In Australia, banks led the market higher. National Australia Bank, the nation's largest lender, rose 5.1 percent, while Australia and New Zealand Banking Group added 5.9 percent.
Still, some analysts warned that the declines in regional markets may not be over.
"It's too early to conclude an end of the prevailing bear market," said Ernie Hon, a strategist at ICEA Securities in Hong Kong.
The Chinese market recovered from an early drop to close nearly flat, as a rally in airlines offset a continued decline in PetroChina on views the stock is overvalued. The Shanghai Composite Index rose 0.1 percent to 3,629.62.
Taiwan bucked the regional trend. Its main index slid 0.8 percent after surging 4 percent on Monday amid expectations that president-elect Ma Ying-jeou (
The Fed's move to help Bear Stearns and the housing figures appeared to alleviate some of Wall Street's concerns about souring mortgage debt and lenders' resulting hesitance to grant loans of any sort. The latest Bear Stearns deal signals that investors' losses might not be as sizable as feared.
"The reason we've rallied the last three or four days is people are saying `Hey, even if this paper is worth less than people think, the Fed is willing come in and buy it at some level,'" said Charlie Smith, chief investment officer at Fort Pitt Capital Group in Pittsburgh.
The Dow rose 187.32, or 1.52 percent, to 12,548.64, after rising more than 260 points on Thursday, the last day of trading before the Easter weekend.
Broader stock indicators also advanced.
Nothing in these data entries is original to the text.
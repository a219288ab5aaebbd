use super::{ScoringStrategy, best_of, poles_of};
use crate::character::{EnneagramSelection, InstinctSelection};
use crate::quiz::bank::{QuizBank, QuizStrategy};
use crate::quiz::question::QuizAnswerMap;
use crate::quiz::results::{
    EnneagramResult, InstinctsResult, MbtiEvidence, MbtiResult, SocionicsResult,
};
use crate::quiz::scoring::score;
use crate::systems::{MbtiType, SocionicsType};

/// Broad questions: dichotomy poles, core type plus wing, center then realm.
#[derive(Clone, Copy, Debug, Default)]
pub struct Quick;

impl ScoringStrategy for Quick {
    const STRATEGY: QuizStrategy = QuizStrategy::Quick;

    fn enneagram(bank: &QuizBank, answers: &QuizAnswerMap) -> EnneagramResult {
        let types = score(&bank.enneagram_types, answers);
        let instincts = score(&bank.enneagram_instincts, answers);

        let core = types.winner;
        let wing = best_of(&types.scores, core.wings());
        EnneagramResult {
            selection: EnneagramSelection::new(core, wing, instincts.winner),
            types,
            instincts,
        }
    }

    fn mbti(bank: &QuizBank, answers: &QuizAnswerMap) -> MbtiResult {
        let poles = score(&bank.mbti_poles, answers);
        let mbti_type = MbtiType::from_poles(poles_of(&poles.scores)).unwrap_or(MbtiType::ISTJ);
        MbtiResult {
            mbti_type,
            evidence: MbtiEvidence::Poles(poles),
        }
    }

    fn socionics(bank: &QuizBank, answers: &QuizAnswerMap) -> SocionicsResult {
        let poles = score(&bank.socionics_poles, answers);
        let socionics_type =
            SocionicsType::from_poles(poles_of(&poles.scores)).unwrap_or(SocionicsType::ILE);
        SocionicsResult {
            socionics_type,
            poles,
            quadras: None,
        }
    }

    /// The center is decided first; the realm only competes within it.
    fn instincts(bank: &QuizBank, answers: &QuizAnswerMap) -> InstinctsResult {
        let centers = score(&bank.instinct_centers, answers);
        let realms = score(&bank.instinct_realms, answers);
        let realm = best_of(&realms.scores, centers.winner.realms());
        InstinctsResult {
            selection: InstinctSelection::new(realm),
            centers: Some(centers),
            realms,
        }
    }
}
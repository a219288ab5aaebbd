//! Deterministic typology-to-character rules engine.
//!
//! `typology-core` turns selections from five personality typology systems
//! into an RPG-style character: stats, class archetype, four abilities, an
//! element affinity and combat behavior. Everything here is a pure function
//! over immutable inputs; the crate performs no I/O.
//!
//! Generation flows through [`generate_character`], edits through
//! [`apply_edits`] and comparisons through [`compute_character_diff`]. The
//! [`quiz`] module infers selections from questionnaire answers.
pub mod character;
pub mod config;
pub mod error;
pub mod quiz;
pub mod stats;
pub mod systems;

pub use character::{
    Ability, AbilityKit, AbilityNameEdits, AbilitySlot, Archetype, Character, CharacterDiff,
    CharacterEdits, CombatBehavior, ElementAffinity, EnneagramSelection, GeneratorInput,
    InstinctSelection, ManualOverrides, PassiveTrait, StatBlendStep, TypologySource, apply_edits,
    build_ability_kit, build_archetype, build_combat_behavior, build_element_affinity,
    build_tritype_archetype, build_typology_summary, compute_character_diff, generate_character,
    is_stat_budget_valid,
};
pub use config::EngineConfig;
pub use error::{ErrorSeverity, InputError, TypologyError};
pub use quiz::{
    QuizAnswerMap, QuizBank, QuizError, QuizResults, QuizSession, QuizState, QuizStrategy,
    score_quiz,
};
pub use stats::{StatAxis, StatBlock, StatBreakdown, StatMultipliers, StatOverrides, compose_stats};
pub use systems::{
    ApType, Aspect, CognitiveFunction, Element, EnneagramType, Instinct, InstinctRealm, MbtiType,
    Quadra, SocionicsType, SystemId, SystemSet, Tritype,
};
//! Point services - Registrazione e consultazione dei punti di raccolta

use crate::core::{AppError, AppState};
use crate::dtos::{CreatePointDTO, ItemDTO, PointDetailDTO, PointsQuery};
use crate::entities::Point;
use crate::repositories::{Create, Read};
use axum::extract::{Json, Path, Query, State};
use std::sync::Arc;
use tracing::{debug, info, instrument, warn};
use validator::Validate;

#[instrument(skip(state, params))]
pub async fn list_points(
    State(state): State<Arc<AppState>>,
    Query(params): Query<PointsQuery>, // /points?city=..&uf=..&items=1,2
) -> Result<Json<Vec<Point>>, AppError> {
    let filter = params.parse().inspect_err(|e| {
        warn!("Rejected points filter: {}", e.message());
    })?;

    debug!(city = %filter.city, uf = %filter.uf, items = ?filter.items, "Listing points");
    let points = state.point.find_by_filter(&filter).await?;

    Ok(Json(points))
}

#[instrument(skip(state), fields(point_id = %point_id))]
pub async fn get_point(
    State(state): State<Arc<AppState>>,
    Path(point_id): Path<i64>,
) -> Result<Json<PointDetailDTO>, AppError> {
    // punto inesistente: si esce subito, senza caricare gli item
    let Some(point) = state.point.read(&point_id).await? else {
        warn!("Point not found");
        return Err(AppError::bad_request("Point ID not exists"));
    };

    let items = state
        .item
        .find_many_by_point_id(&point.id)
        .await?
        .into_iter()
        .map(|item| ItemDTO::from_entity(item, &state.public_url))
        .collect();

    Ok(Json(PointDetailDTO { point, items }))
}

#[instrument(skip(state, body), fields(city = %body.city, uf = %body.uf))]
pub async fn create_point(
    State(state): State<Arc<AppState>>,
    Json(body): Json<CreatePointDTO>,
) -> Result<Json<Point>, AppError> {
    body.validate().inspect_err(|e| {
        warn!("Invalid point registration: {}", e);
    })?;

    let point = state.point.create(&body).await?;

    info!("Point {} registered", point.id);
    Ok(Json(point))
}
//! Query DTOs - Parametri di ricerca dei punti

use crate::core::AppError;
use serde::Deserialize;

/// Query string grezza di `GET /points?city=..&uf=..&items=1,2`
#[derive(Deserialize, Debug)]
pub struct PointsQuery {
    #[serde(default)]
    pub city: Option<String>,
    #[serde(default)]
    pub uf: Option<String>,
    #[serde(default)]
    pub items: Option<String>,
}

/// Filtro già validato, passato al repository
#[derive(Debug, Clone, PartialEq, Eq)]
pub struct PointFilter {
    pub city: String,
    pub uf: String,
    pub items: Vec<i64>,
}

impl PointsQuery {
    /// Converte la query string in un `PointFilter`.
    ///
    /// `items` è una lista separata da virgole: i token vengono trimmati,
    /// quelli vuoti ignorati, e qualsiasi token non numerico rifiuta la richiesta.
    pub fn parse(self) -> Result<PointFilter, AppError> {
        let city = self
            .city
            .ok_or_else(|| AppError::bad_request("Missing city filter"))?;
        let uf = self
            .uf
            .ok_or_else(|| AppError::bad_request("Missing uf filter"))?;
        let raw_items = self
            .items
            .ok_or_else(|| AppError::bad_request("Missing items filter"))?;

        let items = raw_items
            .split(',')
            .map(str::trim)
            .filter(|token| !token.is_empty())
            .map(|token| {
                token.parse::<i64>().map_err(|_| {
                    AppError::bad_request("Invalid items filter")
                        .with_details(format!("'{}' is not a valid item id", token))
                })
            })
            .collect::<Result<Vec<_>, _>>()?;

        Ok(PointFilter { city, uf, items })
    }
}
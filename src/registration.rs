//! Registration - Stato del form di registrazione di un punto di raccolta
//!
//! Raccoglie i dati inseriti dall'utente (campi di testo, UF/città scelte
//! dalle liste del provider geografico, coordinate dal click sulla mappa e
//! item selezionati) e produce il body di `POST /points`.

use crate::dtos::CreatePointDTO;
use thiserror::Error;

#[derive(Debug, Error, PartialEq, Eq)]
pub enum FormError {
    #[error("no state (UF) selected")]
    MissingUf,
    #[error("no city selected")]
    MissingCity,
    #[error("no position selected on the map")]
    MissingPosition,
    #[error("select at least one item")]
    NoItemsSelected,
}

/// Campi di testo liberi del form
#[derive(Debug, Clone, Copy, PartialEq, Eq)]
pub enum Field {
    Name,
    Email,
    Whatsapp,
    Number,
}

#[derive(Debug, Default, Clone)]
pub struct RegistrationForm {
    name: String,
    email: String,
    whatsapp: String,
    number: String,
    selected_uf: Option<String>,
    selected_city: Option<String>,
    selected_position: Option<(f64, f64)>,
    selected_items: Vec<i64>,
}

impl RegistrationForm {
    pub fn new() -> Self {
        Self::default()
    }

    pub fn set_field(&mut self, field: Field, value: impl Into<String>) {
        let value = value.into();
        match field {
            Field::Name => self.name = value,
            Field::Email => self.email = value,
            Field::Whatsapp => self.whatsapp = value,
            Field::Number => self.number = value,
        }
    }

    /// Cambiare UF invalida la città: la lista città va ricaricata per la nuova UF
    pub fn select_uf(&mut self, uf: impl Into<String>) {
        let uf = uf.into();
        if self.selected_uf.as_deref() != Some(uf.as_str()) {
            self.selected_city = None;
        }
        self.selected_uf = Some(uf);
    }

    pub fn select_city(&mut self, city: impl Into<String>) {
        self.selected_city = Some(city.into());
    }

    pub fn click_map(&mut self, latitude: f64, longitude: f64) {
        self.selected_position = Some((latitude, longitude));
    }

    /// Seleziona l'item, oppure lo deseleziona se era già selezionato
    pub fn toggle_item(&mut self, item_id: i64) {
        if let Some(index) = self.selected_items.iter().position(|&id| id == item_id) {
            self.selected_items.remove(index);
        } else {
            self.selected_items.push(item_id);
        }
    }

    pub fn selected_uf(&self) -> Option<&str> {
        self.selected_uf.as_deref()
    }

    pub fn selected_city(&self) -> Option<&str> {
        self.selected_city.as_deref()
    }

    pub fn selected_items(&self) -> &[i64] {
        &self.selected_items
    }

    pub fn is_item_selected(&self, item_id: i64) -> bool {
        self.selected_items.contains(&item_id)
    }

    /// Assembla il payload da inviare all'API
    pub fn submission(&self) -> Result<CreatePointDTO, FormError> {
        let uf = self.selected_uf.clone().ok_or(FormError::MissingUf)?;
        let city = self.selected_city.clone().ok_or(FormError::MissingCity)?;
        let (latitude, longitude) = self.selected_position.ok_or(FormError::MissingPosition)?;

        if self.selected_items.is_empty() {
            return Err(FormError::NoItemsSelected);
        }

        Ok(CreatePointDTO {
            name: self.name.clone(),
            email: self.email.clone(),
            whatsapp: self.whatsapp.clone(),
            latitude,
            longitude,
            city,
            number: self.number.clone(),
            uf,
            items: self.selected_items.clone(),
        })
    }
}
//! Point entity - Punto di raccolta registrato

use serde::{Deserialize, Serialize};
use sqlx::FromRow;

/// Immagine assegnata ai punti appena creati (upload non supportato)
pub const PLACEHOLDER_IMAGE: &str = "fake.png";

#[derive(Serialize, Deserialize, FromRow, Debug, Clone, PartialEq)]
pub struct Point {
    pub id: i64,
    pub image: String,
    pub name: String,
    pub email: String,
    pub whatsapp: String,
    pub latitude: f64,
    pub longitude: f64,
    pub city: String,
    pub number: String,
    pub uf: String,
}
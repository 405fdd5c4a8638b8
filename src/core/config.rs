//! Config - Configurazione dell'applicazione caricata dalle variabili d'ambiente

use dotenv::dotenv;
use std::env;
use tracing::info;

#[derive(Debug, Clone)]
pub struct Config {
    pub database_url: String,
    pub server_host: String,
    pub server_port: u16,
    pub max_connections: u32,
    /// Base URL usato per costruire gli `image_url` degli item
    pub public_url: String,
    pub app_env: String,
}

impl Config {
    /// Carica la configurazione dalle variabili d'ambiente
    /// Chiama dotenv() automaticamente
    pub fn from_env() -> Result<Self, String> {
        dotenv().ok();

        let database_url = env::var("DATABASE_URL")
            .unwrap_or_else(|_| "sqlite://ecopoint.db".to_string());

        let server_host = env::var("SERVER_HOST")
            .unwrap_or_else(|_| "127.0.0.1".to_string());

        let server_port = env::var("SERVER_PORT")
            .unwrap_or_else(|_| "3333".to_string())
            .parse::<u16>()
            .map_err(|_| "Invalid SERVER_PORT: must be a number between 0-65535".to_string())?;

        let max_connections = env::var("MAX_DB_CONNECTIONS")
            .unwrap_or_else(|_| "5".to_string())
            .parse::<u32>()
            .map_err(|_| "Invalid MAX_DB_CONNECTIONS: must be a positive number".to_string())?;

        if max_connections == 0 {
            return Err("Invalid MAX_DB_CONNECTIONS: must be a positive number".to_string());
        }

        let public_url = env::var("PUBLIC_URL")
            .unwrap_or_else(|_| format!("http://{}:{}", server_host, server_port))
            .trim_end_matches('/')
            .to_string();

        let app_env = env::var("APP_ENV")
            .unwrap_or_else(|_| "development".to_string());

        Ok(Config {
            database_url,
            server_host,
            server_port,
            max_connections,
            public_url,
            app_env,
        })
    }

    /// Logga la configurazione (nascondendo le credenziali del database)
    pub fn print_info(&self) {
        info!("Server configuration:");
        info!("   Environment: {}", self.app_env);
        info!("   Server Address: {}:{}", self.server_host, self.server_port);
        info!("   Public URL: {}", self.public_url);
        info!("   Database: {}", Self::mask_url(&self.database_url));
        info!("   Max DB Connections: {}", self.max_connections);
    }

    /// Maschera l'URL del database per il logging
    fn mask_url(url: &str) -> String {
        if let Some(at_pos) = url.find('@') {
            if let Some(scheme_end) = url.find("://") {
                let scheme = &url[..scheme_end + 3];
                let after_at = &url[at_pos..];
                return format!("{}***{}", scheme, after_at);
            }
        }
        // sqlite://path non ha credenziali
        url.to_string()
    }
}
The Standard & Poor's 500 index rose 20.37, or 1.53 percent, to 1,349.88, and the NASDAQ composite index rose 68.64, or 3.04 percent, to 2,326.75.
Monday's gains followed a volatile but ultimately strong week for the markets. The Dow and the S&P each showed gains of more than 3 percent for the week, while the NASDAQ advanced more than 2 percent.
Bond prices fell sharply as investors felt less of a need for the safety of government bonds and also rushed to join the stock market rally. The yield on the benchmark 10-year Treasury note, which moves opposite its price, shot up to 3.53 percent from 3.34 percent late on Thursday, a huge advance reflecting s shift in market sentiment.
Denis Amato, chief investment officer at Ancora Advisors in Cleveland, is skeptical that Wall Street might have put its troubles behind it with the Bear Stearns deal. He said the Fed's extraordinary steps a week ago to lend aid to the struggling investment banks and accept as collateral much of the now-shunned debt was helping the market, but that investors will likely face further concerns.
"I just can't remember in my career having an instance where you know within a week what the watershed event was. Now we all know and that makes me a little bit nervous," he said of those conjecturing that the Bear Stearns deal marks the stock market's bottom.
"I'm not sure that the fundamental economics are still turned enough and that we went down enough in a lot of cases to have this be the real bottom. It may be one of many bottoms," Amato said.